We're still figuring out how the community wants to interact with SBOMs. Due to the nature of a software bill of material, it's very hard to provide a generic solution / snap to any particular solution. Our inclination at the moment is to say "you tell us where your sbom is and we will make sure it's associated with your container image" – but we're very much open to feedback.

@martincostello In your case do you want an individual attestation per artifact or would you prefer to have 1 attestation with many subjects?

I assumed that we should be doing an attestation per artifact (our users don't necessarily use all of them, they might just use one). If there's a different scenario we should be doing that's the other way around that's effectively the same for the end-user to do "this file came from this build" that would be fine.

@martincostello In the latest build, the subject limit has been bumped from 64 to 2500

Hi! Artifact attestations use signing and a special metadata format - the attestation predicates you linked - to handle authenticity and digest validation. The attestations are signed, which provides authenticity, and the digests are stored within the dsse envelope & attestation predicates.

Hope that helps,

Thanks for reporting this! Fwiw, in our opinion, if you distribute builds of your software in general it is very useful to attest their provenance – above and beyond whether you include a bill of materials 😄.

Sure, but when including an sbom is almost as easy as just doing provenance I'll gladly go the next step.
I believe that just including provenance is not enough for most cases, especially when considering what happened to xz and log4j.

In the case of log4j the damage could/can be assessed for almost all publications, since in maven and gradle dependency information is published alongside the release artifact.

When looking at Attestations with sbom's I see a way to do the same thing with arbitrary files.

e.g.:
Let's assume we have a repo, where artifacts mostly have attestations with sboms.
This could then allow for automatic flagging of potentially vulnerable attachments of releases and tags on a repo.
Whenever you detect a dependency with a security issue you could scan all the attestations and look for the vulnerable dependency. Then you can flag all tag/release attachments on the repo with that hash.
Vulnerability information could then be shown for all individual release/tag attachments as additional information.

(Yes I'm aware, that scanning all attestations requires a significant amount of computational power when dealing with large numbers of attestations.)

Hello,

Yep! We use the sigstore-go library to do this.

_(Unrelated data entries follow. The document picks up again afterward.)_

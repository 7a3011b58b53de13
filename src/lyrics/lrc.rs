//! LRC parsing.
//!
//! Accepts the loose LRC found in the wild: metadata tags are skipped,
//! malformed time tags are dropped rather than reported, and a line may carry
//! several time tags when a chorus repeats.

use std::time::Duration;

/// One timed lyric line.
#[derive(Debug, Clone, PartialEq)]
pub struct LyricLine {
    /// Offset from the start of the song.
    pub timestamp: Duration,
    /// Text shown for this line.
    pub text: String,
}

impl LyricLine {
    /// Create a line at `secs` seconds.
    pub fn new(secs: f64, text: impl Into<String>) -> Self {
        Self {
            timestamp: Duration::from_secs_f64(secs),
            text: text.into(),
        }
    }
}

/// Parse LRC content into lines sorted by timestamp.
pub fn parse_lrc(content: &str) -> Vec<LyricLine> {
    let mut lines = Vec::new();

    for raw in content.lines() {
        let line = raw.trim();
        if !line.starts_with('[') || !line.contains(']') {
            continue;
        }

        let (tags, text) = split_tags(line);
        let text = text.trim();
        if text.is_empty() {
            continue;
        }

        for tag in tags {
            if let Some(timestamp) = parse_timestamp(tag) {
                lines.push(LyricLine { timestamp, text: text.to_string() });
            }
        }
    }

    // Stable: lines sharing a timestamp keep file order
    lines.sort_by_key(|l| l.timestamp);
    lines
}

/// Split leading `[..]` tags from the text that follows them.
///
/// The first tag is always taken. Later tags are taken only while they are
/// timestamps, so a label such as `[Chorus]` stays part of the text.
fn split_tags(line: &str) -> (Vec<&str>, &str) {
    let mut tags = Vec::new();
    let mut rest = line;
    while let Some(inner) = rest.strip_prefix('[') {
        let Some(end) = inner.find(']') else { break };
        let tag = &inner[..end];
        if !tags.is_empty() && parse_timestamp(tag).is_none() {
            break;
        }
        tags.push(tag);
        rest = &inner[end + 1..];
    }
    (tags, rest)
}

/// Parse `mm:ss(.xx)`. Tags starting with a letter are metadata.
fn parse_timestamp(tag: &str) -> Option<Duration> {
    let first = tag.chars().next()?;
    if first.is_alphabetic() {
        return None;
    }

    let mut parts = tag.split(':');
    let minutes: f64 = parts.next()?.trim().parse().ok()?;
    let seconds: f64 = parts.next()?.trim().parse().ok()?;
    if parts.next().is_some() {
        return None;
    }
    Duration::try_from_secs_f64(minutes.mul_add(60.0, seconds)).ok()
}

/// Convert unsynchronized lyrics to LRC with every line at `00:00.00`.
pub fn plain_to_lrc(plain: &str) -> String {
    plain
        .lines()
        .filter(|l| !l.trim().is_empty())
        .map(|l| format!("[00:00.00] {l}"))
        .collect::<Vec<_>>()
        .join("\n")
}

/// Format an offset as `mm:ss`.
pub fn format_clock(elapsed: Duration) -> String {
    let secs = elapsed.as_secs();
    format!("{:02}:{:02}", secs / 60, secs % 60)
}
//! Keyboard handling during playback.
//!
//! Raw mode swallows `SIGINT`, so Ctrl+C arrives here as a key event like
//! any other and is mapped to [`InputResult::Quit`].

use crossterm::event::{KeyCode, KeyEvent, KeyEventKind, KeyModifiers};

/// Result of processing an input event.
#[derive(Debug, Clone, Copy, PartialEq, Eq)]
pub enum InputResult {
    /// The input was ignored (not bound to anything).
    Ignored,
    /// Stop playback.
    Quit,
    /// Switch to the next display mode.
    CycleMode,
    /// Toggle the glitch effect.
    ToggleGlitch,
    /// Toggle the flash effect.
    ToggleFlash,
}

/// Map a key press to a playback action.
pub fn handle_playback_key(key: KeyEvent) -> InputResult {
    if key.kind == KeyEventKind::Release {
        return InputResult::Ignored;
    }

    match key.code {
        KeyCode::Char('c') if key.modifiers.contains(KeyModifiers::CONTROL) => InputResult::Quit,
        KeyCode::Char('q') | KeyCode::Esc => InputResult::Quit,
        KeyCode::Char('m') => InputResult::CycleMode,
        KeyCode::Char('g') => InputResult::ToggleGlitch,
        KeyCode::Char('f') => InputResult::ToggleFlash,
        _ => InputResult::Ignored,
    }
}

That said, my recommendation is to use our cli utility where possible, because setting it up correctly requires a lot of work: you will at the very least have to care about distributing key material from our tuf repository.

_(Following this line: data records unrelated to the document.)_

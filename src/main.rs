//! `lyrics` command.

use std::panic;
use std::path::Path;

use anyhow::{Context, Result};
use clap::Parser;
use tracing_appender::non_blocking::WorkerGuard;
use tracing_subscriber::EnvFilter;

use lyrics_shower::app::App;
use lyrics_shower::cli::{Cli, Mode};
use lyrics_shower::config::Config;
use lyrics_shower::constants::paths;
use lyrics_shower::{deps, ui, version};

// Logs go to a daily file: stdout belongs to the lyric display
fn init_logging(dir: &Path) -> WorkerGuard {
    let file_appender = tracing_appender::rolling::daily(dir, paths::LOG_FILE);
    let (non_blocking, guard) = tracing_appender::non_blocking(file_appender);
    let filter = EnvFilter::try_from_default_env().unwrap_or_else(|_| EnvFilter::new("lyrics_shower=info"));
    tracing_subscriber::fmt()
        .with_writer(non_blocking)
        .with_ansi(false)
        .with_env_filter(filter)
        .init();
    guard
}

#[tokio::main]
async fn main() -> Result<()> {
    // Leave the alternate screen before the panic message is printed
    let original_hook = panic::take_hook();
    panic::set_hook(Box::new(move |panic_info| {
        ui::restore_terminal();
        original_hook(panic_info);
    }));

    let cli = Cli::parse();
    let config = Config::load().context("Failed to load configuration")?;
    let _guard = init_logging(&config.paths.config_dir);
    tracing::info!("lyrics-shower {} starting", lyrics_shower::constants::version::VERSION);

    let mode = cli.mode();
    let banner = if mode == Mode::Version { None } else { version::check(&config.settings).await };
    if let Some(banner) = &banner {
        println!("{banner}");
    }

    let maintenance = matches!(mode, Mode::Version | Mode::Update | Mode::Uninstall | Mode::Install);
    if !maintenance {
        deps::check_dependencies(&config.settings);
    }

    let mut app = App::new(config);
    let result = app.run(&cli).await;

    if !maintenance && mode != Mode::Interactive {
        if let Some(banner) = &banner {
            println!("\n{banner}");
        }
    }

    result.context("lyrics failed")
}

For more information, you can see how we've implemented it in our cli utility here: https://github.com/cli/cli/blob/trunk/pkg/cmd/attestation/verify/verify.go

In addition, I believe there is a Python implementation, and there may be one in progress in Rust.

The GitHub documentation states that you can list attestations for a given user, a repository, or an organization, but you'll need to provide a subject digest in the format of sha256:HEX_DIGEST as it's required.

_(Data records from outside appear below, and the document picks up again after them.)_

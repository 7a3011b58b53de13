//! LRCLIB integration.
//!
//! Searches the public LRCLIB database for synchronized lyrics.

/// API client for LRCLIB requests
pub mod api;
/// Data types representing LRCLIB records
pub mod types;

// Re-export key components
pub use api::{fetch_text, LrclibClient};
pub use types::LrclibTrack;
use std::time::Duration;

use reqwest::Client;

use crate::constants::{timing, urls};
use crate::error::{Error, Result};
use crate::lrclib::types::LrclibTrack;

/// Client for the LRCLIB lyrics API
#[derive(Clone)]
pub struct LrclibClient {
    search_url: String,
    client: Client,
}

impl Default for LrclibClient {
    fn default() -> Self {
        Self::new(urls::LRCLIB_SEARCH)
    }
}

impl LrclibClient {
    /// Create a client against the given search endpoint
    pub fn new(search_url: impl Into<String>) -> Self {
        Self {
            search_url: search_url.into(),
            client: http_client(timing::LYRICS_TIMEOUT),
        }
    }

    /// Search LRCLIB for `query` (`"<artist> <title>"`)
    pub async fn search(&self, query: &str) -> Result<Vec<LrclibTrack>> {
        let resp = self.client
            .get(&self.search_url)
            .query(&[("q", query)])
            .send()
            .await
            .map_err(|e| Error::Network(format!("Search for {query:?} failed: {e}")))?;

        let status = resp.status();
        if !status.is_success() {
            return Err(Error::api_status(
                format!("Search for {query:?} returned {status}"),
                status.as_u16(),
            ));
        }

        resp.json().await
            .map_err(|e| Error::parse(format!("Invalid JSON from LRCLIB search: {e}"), None))
    }

    /// Lyrics of the first search hit, as LRC
    pub async fn find_lyrics(&self, query: &str) -> Result<Option<String>> {
        let tracks = self.search(query).await?;
        tracing::debug!("LRCLIB returned {} tracks for {query:?}", tracks.len());
        Ok(tracks.first().and_then(LrclibTrack::lrc))
    }
}

/// GET `url` and return the body on success
pub async fn fetch_text(url: &str) -> Result<Option<String>> {
    let resp = http_client(timing::LYRICS_TIMEOUT)
        .get(url)
        .send()
        .await
        .map_err(|e| Error::Network(format!("Request to {url} failed: {e}")))?;

    if !resp.status().is_success() {
        tracing::warn!("{url} returned {}", resp.status());
        return Ok(None);
    }

    Ok(Some(resp.text().await?))
}

/// Shared client settings: identifying user agent and a request timeout
pub(crate) fn http_client(timeout: Duration) -> Client {
    Client::builder()
        .timeout(timeout)
        .user_agent(concat!(env!("CARGO_PKG_NAME"), "/", env!("CARGO_PKG_VERSION")))
        .build()
        .unwrap_or_default()
}
//! Application configuration.
//!
//! Settings live in `~/.config/lyrics-shower/config.json` and are merged over
//! the defaults, so keys missing from the file keep their default value.
//! Directory locations can be overridden through environment variables or a
//! `.env` file.

use std::env;
use std::path::{Path, PathBuf};

use dotenv::dotenv;
use serde::{Deserialize, Serialize};
use serde_json::Value;

use crate::constants::paths;
use crate::error::{Error, Result};
use crate::types::{DisplayMode, Platform};

/// Visual effects applied to the current lyric line.
#[derive(Debug, Clone, PartialEq, Serialize, Deserialize)]
#[serde(default)]
pub struct Effects {
    /// Sprinkle combining marks over the current line.
    pub glitch: bool,
    /// Highlight in bright white instead of cyan.
    pub flash: bool,
    /// Reserved for the audio graph.
    pub bass_threshold: f64,
    /// Reserved for the audio graph.
    pub high_threshold: f64,
}

impl Default for Effects {
    fn default() -> Self {
        Self {
            glitch: false,
            flash: false,
            bass_threshold: 0.7,
            high_threshold: 0.8,
        }
    }
}

/// Persistent user settings.
#[derive(Debug, Clone, PartialEq, Serialize, Deserialize)]
pub struct Settings {
    /// Platform searched when no URL is given.
    pub platform: Platform,
    /// Player binary used for playback.
    pub media_player: String,
    /// Lyric layout.
    pub display_mode: DisplayMode,
    /// Reserved for the audio graph.
    pub use_graph: bool,
    /// Current-line effects.
    pub effects: Effects,
    /// Install missing tools automatically.
    pub auto_install: bool,
    /// Compare against the published version on start.
    pub check_updates: bool,
}

impl Default for Settings {
    fn default() -> Self {
        Self {
            platform: Platform::Youtube,
            media_player: "ffplay".to_string(),
            display_mode: DisplayMode::Scrolling,
            use_graph: false,
            effects: Effects::default(),
            auto_install: true,
            check_updates: true,
        }
    }
}

impl Settings {
    /// Load settings from `path`, falling back to defaults when the file is absent.
    pub fn load(path: &Path) -> Result<Self> {
        if !path.exists() {
            return Ok(Self::default());
        }
        let raw = fs_err::read_to_string(path)?;
        Self::from_json(&raw).map_err(|e| Error::parse(e.to_string(), path.to_path_buf()))
    }

    /// Parse a settings document, filling missing top-level keys from the defaults.
    pub fn from_json(raw: &str) -> serde_json::Result<Self> {
        let user: Value = serde_json::from_str(raw)?;
        let mut merged = serde_json::to_value(Self::default())?;
        if let (Value::Object(base), Value::Object(overrides)) = (&mut merged, user) {
            for (key, value) in overrides {
                base.insert(key, value);
            }
        }
        serde_json::from_value(merged)
    }

    /// Write settings as pretty JSON.
    pub fn save(&self, path: &Path) -> Result<()> {
        if let Some(parent) = path.parent() {
            fs_err::create_dir_all(parent)?;
        }
        let json = serde_json::to_string_pretty(self)
            .map_err(|e| Error::parse(e.to_string(), path.to_path_buf()))?;
        fs_err::write(path, json)?;
        tracing::info!("Saved settings to {}", path.display());
        Ok(())
    }
}

/// Resolved directory layout.
#[derive(Debug, Clone)]
pub struct Paths {
    /// User home (or the `LYRICS_SHOWER_HOME` override).
    pub home: PathBuf,
    /// `~/.config/lyrics-shower`
    pub config_dir: PathBuf,
    /// `~/Music`
    pub music_dir: PathBuf,
    /// `~/.lyrics_cache`
    pub lyrics_dir: PathBuf,
}

impl Paths {
    /// Layout rooted at the given home directory.
    pub fn with_home(home: impl Into<PathBuf>) -> Self {
        let home = home.into();
        Self {
            config_dir: home.join(".config").join(paths::CONFIG_DIR_NAME),
            music_dir: home.join(paths::MUSIC_DIR_NAME),
            lyrics_dir: home.join(paths::LYRICS_DIR_NAME),
            home,
        }
    }

    /// Resolve from the environment.
    pub fn from_env() -> Result<Self> {
        let home = match env::var("LYRICS_SHOWER_HOME") {
            Ok(h) => expand(&h),
            Err(_) => dirs::home_dir().ok_or_else(|| {
                Error::config("cannot determine home directory", "Set HOME or LYRICS_SHOWER_HOME")
            })?,
        };

        let mut layout = Self::with_home(home);
        if let Ok(dir) = env::var("LYRICS_SHOWER_MUSIC_DIR") {
            layout.music_dir = expand(&dir);
        }
        if let Ok(dir) = env::var("LYRICS_SHOWER_LYRICS_DIR") {
            layout.lyrics_dir = expand(&dir);
        }
        Ok(layout)
    }

    /// Create every directory in the layout.
    pub fn ensure(&self) -> Result<()> {
        for dir in [&self.config_dir, &self.music_dir, &self.lyrics_dir] {
            fs_err::create_dir_all(dir)?;
        }
        Ok(())
    }

    /// Settings file location.
    pub fn config_file(&self) -> PathBuf {
        self.config_dir.join(paths::CONFIG_FILE)
    }

    /// `~/bin`, where the command is installed.
    pub fn bin_dir(&self) -> PathBuf {
        self.home.join("bin")
    }

    /// Installed command path.
    pub fn command_path(&self) -> PathBuf {
        self.bin_dir().join(paths::COMMAND_NAME)
    }
}

fn expand(raw: &str) -> PathBuf {
    PathBuf::from(shellexpand::tilde(raw).to_string())
}

/// Configuration for the application.
#[derive(Debug, Clone)]
pub struct Config {
    /// Directory layout.
    pub paths: Paths,
    /// User settings loaded from disk.
    pub settings: Settings,
}

impl Config {
    /// Load configuration from environment variables and the settings file
    pub fn load() -> Result<Self> {
        // Try to load .env file if present
        dotenv().ok();

        let paths = Paths::from_env()?;
        paths.ensure()?;
        let settings = Settings::load(&paths.config_file())?;
        Ok(Self { paths, settings })
    }

    /// Persist the current settings.
    pub fn save(&self) -> Result<()> {
        self.settings.save(&self.paths.config_file())
    }
}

• Organization: https://docs.github.com/en/rest/orgs/orgs?apiVersion=2022-11-28#list-attestations
• Users: https://docs.github.com/en/rest/users/attestations?apiVersion=2022-11-28#list-attestations
• Repositories: https://docs.github.com/en/rest/repos/repos?apiVersion=2022-11-28#list-attestations

Do you mean listing all attestations with just a repo or organization name without specifying the hex digest?

Thanks @AptiviCEO,I saw those entrypoints but I'm interested to visualise all those details without specifying the hex digest. I can see the UI supports those details at the repo level: https://github.com/ORG/REPO/attestations.

OTOH, the name list-attestations is misleading, I see some other list-<entity> endpoints that don't need any further details, such as list-members, list-packages, list-pull-requests to 'list' a few

We're working on a feature which which will allow you to associate multiple subjects with a single attestation. This should help to clean-up the attestations list as anything which is attested as part of the same release will be represented by a single attestation.